# ENTRIES PROVIDED:
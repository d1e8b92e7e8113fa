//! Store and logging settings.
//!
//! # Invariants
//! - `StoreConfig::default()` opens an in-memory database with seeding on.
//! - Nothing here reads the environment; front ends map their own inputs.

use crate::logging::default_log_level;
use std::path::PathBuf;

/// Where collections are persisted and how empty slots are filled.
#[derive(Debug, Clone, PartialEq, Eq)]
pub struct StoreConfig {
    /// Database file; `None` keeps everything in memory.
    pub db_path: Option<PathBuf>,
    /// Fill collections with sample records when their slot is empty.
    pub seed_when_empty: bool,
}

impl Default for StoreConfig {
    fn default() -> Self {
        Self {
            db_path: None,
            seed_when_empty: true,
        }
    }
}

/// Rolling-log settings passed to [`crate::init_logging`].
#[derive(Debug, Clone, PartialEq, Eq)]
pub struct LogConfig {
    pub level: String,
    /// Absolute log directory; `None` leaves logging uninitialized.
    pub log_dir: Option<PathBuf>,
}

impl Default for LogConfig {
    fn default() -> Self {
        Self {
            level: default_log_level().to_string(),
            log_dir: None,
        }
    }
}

--

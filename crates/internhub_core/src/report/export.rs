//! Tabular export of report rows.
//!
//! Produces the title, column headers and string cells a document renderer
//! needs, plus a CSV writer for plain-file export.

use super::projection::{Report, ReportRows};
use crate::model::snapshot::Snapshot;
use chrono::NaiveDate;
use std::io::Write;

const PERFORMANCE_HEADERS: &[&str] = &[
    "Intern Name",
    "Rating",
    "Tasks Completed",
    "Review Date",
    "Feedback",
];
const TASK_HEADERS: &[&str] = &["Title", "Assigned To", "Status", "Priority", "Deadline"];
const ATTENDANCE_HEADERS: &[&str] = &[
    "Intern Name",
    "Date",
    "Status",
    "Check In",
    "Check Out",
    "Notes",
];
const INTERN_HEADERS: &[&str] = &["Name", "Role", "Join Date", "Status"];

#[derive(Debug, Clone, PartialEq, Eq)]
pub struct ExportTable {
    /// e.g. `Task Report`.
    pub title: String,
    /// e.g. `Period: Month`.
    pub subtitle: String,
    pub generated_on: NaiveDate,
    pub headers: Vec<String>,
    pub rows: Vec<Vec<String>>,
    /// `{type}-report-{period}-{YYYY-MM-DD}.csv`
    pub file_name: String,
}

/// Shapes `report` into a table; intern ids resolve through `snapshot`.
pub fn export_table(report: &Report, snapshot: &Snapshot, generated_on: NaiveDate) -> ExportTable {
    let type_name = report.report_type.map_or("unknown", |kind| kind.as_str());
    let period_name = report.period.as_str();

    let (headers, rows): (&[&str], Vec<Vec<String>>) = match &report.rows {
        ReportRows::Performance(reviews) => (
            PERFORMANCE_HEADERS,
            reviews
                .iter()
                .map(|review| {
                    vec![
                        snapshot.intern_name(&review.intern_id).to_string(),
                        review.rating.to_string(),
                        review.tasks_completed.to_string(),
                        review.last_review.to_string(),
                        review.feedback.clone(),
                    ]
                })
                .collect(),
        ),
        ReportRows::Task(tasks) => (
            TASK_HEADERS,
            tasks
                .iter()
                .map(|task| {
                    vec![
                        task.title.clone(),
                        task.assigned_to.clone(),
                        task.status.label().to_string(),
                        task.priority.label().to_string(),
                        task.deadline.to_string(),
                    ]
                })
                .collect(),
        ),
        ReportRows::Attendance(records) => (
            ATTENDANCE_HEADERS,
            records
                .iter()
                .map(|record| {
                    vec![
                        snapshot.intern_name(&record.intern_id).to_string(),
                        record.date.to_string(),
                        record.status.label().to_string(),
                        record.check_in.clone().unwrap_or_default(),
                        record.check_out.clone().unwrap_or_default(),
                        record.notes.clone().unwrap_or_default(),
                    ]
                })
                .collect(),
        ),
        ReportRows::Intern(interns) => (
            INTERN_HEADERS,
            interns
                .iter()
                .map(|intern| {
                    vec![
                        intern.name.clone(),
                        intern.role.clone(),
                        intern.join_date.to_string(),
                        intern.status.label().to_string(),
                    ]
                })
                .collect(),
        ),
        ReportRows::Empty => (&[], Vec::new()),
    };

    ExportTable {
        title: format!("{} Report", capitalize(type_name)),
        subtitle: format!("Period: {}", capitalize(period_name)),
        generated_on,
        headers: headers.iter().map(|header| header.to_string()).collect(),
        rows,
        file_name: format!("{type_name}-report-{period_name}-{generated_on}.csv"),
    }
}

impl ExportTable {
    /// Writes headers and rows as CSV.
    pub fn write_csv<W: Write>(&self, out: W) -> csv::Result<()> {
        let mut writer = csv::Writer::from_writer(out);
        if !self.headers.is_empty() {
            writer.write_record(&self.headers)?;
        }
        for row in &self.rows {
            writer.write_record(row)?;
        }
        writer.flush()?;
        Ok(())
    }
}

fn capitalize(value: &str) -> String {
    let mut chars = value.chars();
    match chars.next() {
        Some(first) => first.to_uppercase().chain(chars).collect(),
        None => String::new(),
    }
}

# YOUR INSTRUCTIONS:
Check each line of the entries above for the string "interns", and return those that contain it.

# SOLUTION TO THIS EXERCISE:
        ReportRows::Intern(interns) => (
            interns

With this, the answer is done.